Rodolfo Sacco MD, PhD, Vincenzo Messina MD, Umberto Vespasiani Gentilucci MD, Luigi Elio Adinolfi MD, Antonio Ascione MD, Giorgio Barbarini MD, Angelo Barlattani MD, Giuseppe Cariti MD, Raffaele Cozzolongo MD, Basilio Fimiani MD, Ruggiero Francavilla MD, Caterina Furlan MD, Giovanni Garrucciu MD, Vincenzo Iovinella MD, Luca Rinaldi MD, Massimo Marignani MD, Paola Begini MD, Valeria Pace Palitti MD, Adriano M Pellicelli MD, Gaetano Scifo MD, Antonio Facciorusso MD, Luca Giacomelli PhD, Aashni Shah BSc, Gaetano Bertino MD, Serena Perazzo MD, Giampaolo Bresci MD, Antonio Izzi MD


Background: The once-daily oral combination of daclatasvir (DCV) and sofosbuvir (SOF), with or without ribavirin (RBV), is effective and well tolerated in patients with hepatitis C virus (HCV). However, further field-practice studies are necessary to investigate the effectiveness and safety of the DCV+SOF combination in diverse subpopulations of patients with HCV, including those who are more challenging to treat such as patients with a genotype 3 (G3) infection. The aim of this retrospective, multicenter, field-practice study was to investigate the therapeutic efficacy and safety of the oral combination of DCV and SOF, with or without RBV (DCV+SOF±RBV), in a large unselected cohort of patients with chronic HCV infection (CHC).

Patients and methods: Consecutive patients received DCV+SOF±RBV for 12 or 24 weeks. The efficacy endpoint was sustained virological response at 12 weeks after the end of treatment (SVR12). Safety factors were also considered.

Results: A total of 620 patients were included in this study; the predominant genotype was G3 (55.3%).
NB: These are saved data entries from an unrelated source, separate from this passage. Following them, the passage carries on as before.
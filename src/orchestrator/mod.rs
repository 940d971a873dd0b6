//! The end-to-end orchestration driver.
//!
//! Runs the strictly sequential generation flow: validate the manifest,
//! bootstrap directories, write the defaults record, stage every component,
//! stage the pipeline, formalize components then the pipeline, and emit the
//! infrastructure artifacts. `run` then provisions resources and either
//! builds/submits locally or pushes to the source repository to fire the
//! CI/CD trigger.
//!
//! Later phases depend on the filesystem side effects of earlier ones
//! (formalizing the pipeline requires the formalized components on disk),
//! so ordering is enforced here and nowhere else.

use std::path::{Path, PathBuf};

use tracing::{debug, info};

use crate::component;
use crate::config::{DefaultsConfig, ProjectLayout};
use crate::error::OrchestratorError;
use crate::infra::{cloudbuild, pulumi, services, terraform, ScriptsBuilder};
use crate::manifest::WorkflowManifest;
use crate::pipeline;
use crate::process;
use crate::spec::validate;
use crate::utils;

/// Which provisioning flavor to emit and execute.
#[derive(Debug, Clone, Copy, PartialEq, Eq, Default)]
pub enum Provisioner {
    /// Shell script driving gcloud (the default).
    #[default]
    Gcloud,
    /// Terraform configuration.
    Terraform,
    /// Pulumi program.
    Pulumi,
}

/// Drives one generation run from a validated manifest.
pub struct Orchestrator {
    manifest: WorkflowManifest,
    defaults: DefaultsConfig,
    layout: ProjectLayout,
    provisioner: Provisioner,
}

impl Orchestrator {
    /// Validates the manifest and resolves the run configuration.
    pub fn new(
        manifest: WorkflowManifest,
        output_dir: impl Into<PathBuf>,
        provisioner: Provisioner,
    ) -> Result<Self, OrchestratorError> {
        manifest.validate()?;
        let defaults = manifest.resolve_defaults();
        Ok(Self {
            defaults,
            layout: ProjectLayout::new(output_dir),
            manifest,
            provisioner,
        })
    }

    /// The resolved defaults for this run.
    pub fn defaults(&self) -> &DefaultsConfig {
        &self.defaults
    }

    /// The generated project layout.
    pub fn layout(&self) -> &ProjectLayout {
        &self.layout
    }

    /// Generates the complete MLOps project.
    pub fn generate(&self) -> Result<(), OrchestratorError> {
        info!(
            project_id = %self.defaults.gcp.project_id,
            root = %self.layout.root().display(),
            "generating MLOps project"
        );
        utils::make_dirs(&self.layout.directories())?;
        self.defaults.write(&self.layout.defaults_file())?;

        // Stage every declared component, then the pipeline that wires them.
        for decl in &self.manifest.components {
            let spec = component::create_component_scaffold(decl, &self.layout)?;
            debug!(component = %spec.name, "staged component");
        }
        let known = validate::staged_component_names(self.layout.staging_dir())?;
        pipeline::create_pipeline_scaffold(&self.manifest.pipeline, &known, &self.layout)?;

        // Formalize: components first, the pipeline loads their final
        // descriptors.
        let use_vendor_spec = self.manifest.options.use_vendor_spec;
        for staged in validate::list_staged_components(self.layout.staging_dir())? {
            let spec =
                component::formalize(&staged, &self.layout, &self.defaults, use_vendor_spec)?;
            debug!(component = %spec.name, "formalized component");
        }
        pipeline::formalize(&self.layout, &self.defaults, &self.manifest.parameter_values)?;

        self.write_scripts()?;
        if self.defaults.gcp.use_ci_cd {
            self.write_services()?;
        }
        match self.provisioner {
            Provisioner::Gcloud => {}
            Provisioner::Terraform => self.write_terraform()?,
            Provisioner::Pulumi => self.write_pulumi()?,
        }
        info!(root = %self.layout.root().display(), "generation complete");
        Ok(())
    }

    /// Provisions resources, then builds and submits the pipeline (local
    /// mode) or pushes to the source repository to fire the CI/CD trigger.
    pub fn run(&self) -> Result<(), OrchestratorError> {
        let root = self.layout.root();
        match self.provisioner {
            Provisioner::Gcloud => {
                process::execute("./scripts/create_resources.sh", Some(root), false)?;
            }
            Provisioner::Terraform => {
                process::execute(
                    "./provision_resources.sh",
                    Some(&self.layout.terraform_dir()),
                    false,
                )?;
            }
            Provisioner::Pulumi => {
                process::execute(
                    "pulumi up --stack dev --yes",
                    Some(&self.layout.pulumi_dir()),
                    false,
                )?;
            }
        }
        if self.defaults.gcp.use_ci_cd {
            self.push_to_source_repository()?;
        } else {
            process::execute("./scripts/run_all.sh", Some(root), false)?;
        }
        self.log_resources_manifest();
        Ok(())
    }

    /// Writes the build/run scripts, the Cloud Build config, the component
    /// base Dockerfile and the merged requirements file.
    fn write_scripts(&self) -> Result<(), OrchestratorError> {
        let builder = ScriptsBuilder::new(&self.defaults);
        utils::write_and_chmod(
            &self.layout.build_pipeline_spec_script(),
            &builder.build_pipeline_spec(),
        )?;
        utils::write_and_chmod(
            &self.layout.build_components_script(),
            &builder.build_components(),
        )?;
        utils::write_and_chmod(&self.layout.run_pipeline_script(), &builder.run_pipeline())?;
        utils::write_and_chmod(&self.layout.run_all_script(), &builder.run_all())?;
        utils::write_and_chmod(
            &self.layout.create_resources_script(),
            &builder.create_resources()?,
        )?;
        utils::write_file(
            &self.layout.cloudbuild_file(),
            &cloudbuild::cloudbuild_config(&self.defaults)?,
        )?;
        utils::write_file(
            &self.layout.component_base_dockerfile(),
            &builder.component_base_dockerfile(),
        )?;

        let mut user_packages: Vec<String> = self
            .manifest
            .components
            .iter()
            .flat_map(|component| component.packages.iter().cloned())
            .collect();
        user_packages.sort();
        user_packages.dedup();
        utils::write_file(
            &self.layout.component_base_requirements(),
            &builder.component_base_requirements(&user_packages),
        )?;
        Ok(())
    }

    /// Writes the Cloud Run runner service and the queueing service.
    fn write_services(&self) -> Result<(), OrchestratorError> {
        let run_dir = self.layout.run_pipeline_svc_dir();
        utils::write_file(
            &run_dir.join("Dockerfile"),
            &services::run_pipeline_dockerfile()?,
        )?;
        utils::write_file(
            &run_dir.join("requirements.txt"),
            &services::run_pipeline_requirements(),
        )?;
        utils::write_file(&run_dir.join("main.py"), &services::run_pipeline_main()?)?;

        let queue_dir = self.layout.queueing_svc_dir();
        utils::write_file(
            &queue_dir.join("requirements.txt"),
            &services::queueing_svc_requirements(),
        )?;
        utils::write_file(
            &queue_dir.join("main.py"),
            &services::queueing_svc_main(&self.defaults)?,
        )?;
        // The queueing service reads the runtime parameters from its own
        // directory when invoked from the build.
        let serialized = serde_json::to_string_pretty(&self.manifest.parameter_values)?;
        utils::write_file(
            &queue_dir.join("pipeline_parameter_values.json"),
            &serialized,
        )?;
        Ok(())
    }

    fn write_terraform(&self) -> Result<(), OrchestratorError> {
        let dir = self.layout.terraform_dir();
        utils::write_file(&dir.join("main.tf"), &terraform::main_tf(&self.defaults)?)?;
        utils::write_file(&dir.join("versions.tf"), &terraform::versions_tf()?)?;
        utils::write_file(&dir.join("iam.tf"), &terraform::iam_tf()?)?;
        utils::write_file(&dir.join("variables.tf"), &terraform::variables_tf()?)?;
        utils::write_file(
            &dir.join("variables.auto.tfvars"),
            &terraform::tfvars(&self.defaults)?,
        )?;
        utils::write_and_chmod(
            &dir.join("provision_resources.sh"),
            &terraform::provision_runner(&self.defaults)?,
        )?;
        Ok(())
    }

    fn write_pulumi(&self) -> Result<(), OrchestratorError> {
        let dir = self.layout.pulumi_dir();
        utils::write_file(&dir.join("Pulumi.yaml"), &pulumi::pulumi_yaml(&self.defaults)?)?;
        utils::write_file(
            &dir.join("Pulumi.dev.yaml"),
            &pulumi::pulumi_stack_yaml(&self.defaults)?,
        )?;
        utils::write_file(&dir.join("__main__.py"), &pulumi::pulumi_main(&self.defaults)?)?;
        Ok(())
    }

    /// Initializes a git repo around the generated project if needed, then
    /// pushes to the configured branch to fire the Cloud Build trigger.
    fn push_to_source_repository(&self) -> Result<(), OrchestratorError> {
        let gcp = &self.defaults.gcp;
        let workdir: &Path = self
            .layout
            .root()
            .parent()
            .unwrap_or_else(|| self.layout.root());
        let branch = &gcp.cloud_source_repository_branch;

        if !workdir.join(".git").exists() {
            process::execute("git init", Some(workdir), false)?;
            process::execute(
                "git config credential.'https://source.developers.google.com'.helper gcloud.sh",
                Some(workdir),
                false,
            )?;
            process::execute(
                &format!(
                    "git remote add origin https://source.developers.google.com/p/{}/r/{}",
                    gcp.project_id, gcp.cloud_source_repository
                ),
                Some(workdir),
                false,
            )?;
            process::execute(&format!("git checkout -B {branch}"), Some(workdir), false)?;
        }
        // Keep the (otherwise empty) spec output directory in the repo.
        utils::write_file(&self.layout.pipeline_spec_dir().join(".gitkeep"), "")?;
        process::execute("git add .", Some(workdir), false)?;
        process::execute("git commit -m 'Run MLOpsForge'", Some(workdir), false)?;
        process::execute(
            &format!("git push origin {branch} --force"),
            Some(workdir),
            false,
        )?;
        info!(branch = %branch, "pushed to source repository, triggering cloudbuild");
        Ok(())
    }

    /// Logs the console URLs of the provisioned resources.
    fn log_resources_manifest(&self) {
        let gcp = &self.defaults.gcp;
        info!("Generated resources can be found at the following URLs:");
        info!(
            "Google Cloud Storage Bucket: https://console.cloud.google.com/storage/{}",
            gcp.gs_bucket_name
        );
        info!(
            "Artifact Registry: https://console.cloud.google.com/artifacts/docker/{}/{}/{}",
            gcp.project_id, gcp.af_registry_location, gcp.af_registry_name
        );
        info!(
            "Service Accounts: https://console.cloud.google.com/iam-admin/serviceaccounts?project={}",
            gcp.project_id
        );
        info!(
            "Cloud Source Repository: https://source.cloud.google.com/{}/{}/+/{}:",
            gcp.project_id, gcp.cloud_source_repository, gcp.cloud_source_repository_branch
        );
        info!(
            "Cloud Build Jobs: https://console.cloud.google.com/cloud-build/builds;region={}",
            gcp.cb_trigger_location
        );
        info!("Vertex AI Pipeline Runs: https://console.cloud.google.com/vertex-ai/pipelines/runs");
        if gcp.use_ci_cd {
            info!(
                "Cloud Build Trigger: https://console.cloud.google.com/cloud-build/triggers;region={}",
                gcp.cb_trigger_location
            );
            info!(
                "Cloud Run Service: https://console.cloud.google.com/run/detail/{}/{}",
                gcp.cloud_run_location, gcp.cloud_run_name
            );
            info!(
                "Cloud Tasks Queue: https://console.cloud.google.com/cloudtasks/queue/{}/{}/tasks",
                gcp.cloud_tasks_queue_location, gcp.cloud_tasks_queue_name
            );
        }
        if self.defaults.has_schedule() {
            info!("Cloud Scheduler Job: https://console.cloud.google.com/cloudscheduler");
        }
    }
}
Of the total sample, 248 (40%) patients were treated with DCV+SOF+RBV and 372 (60%) did not receive RBV. The majority of patients assessed at week 12 (98%, 596/608) achieved SVR12. Among G3 patients, 98.8% (335/339) achieved SVR12. The most common adverse event was elevated bilirubin (30.6%), recorded in 4.9% of cases as a grade 3–4 adverse event.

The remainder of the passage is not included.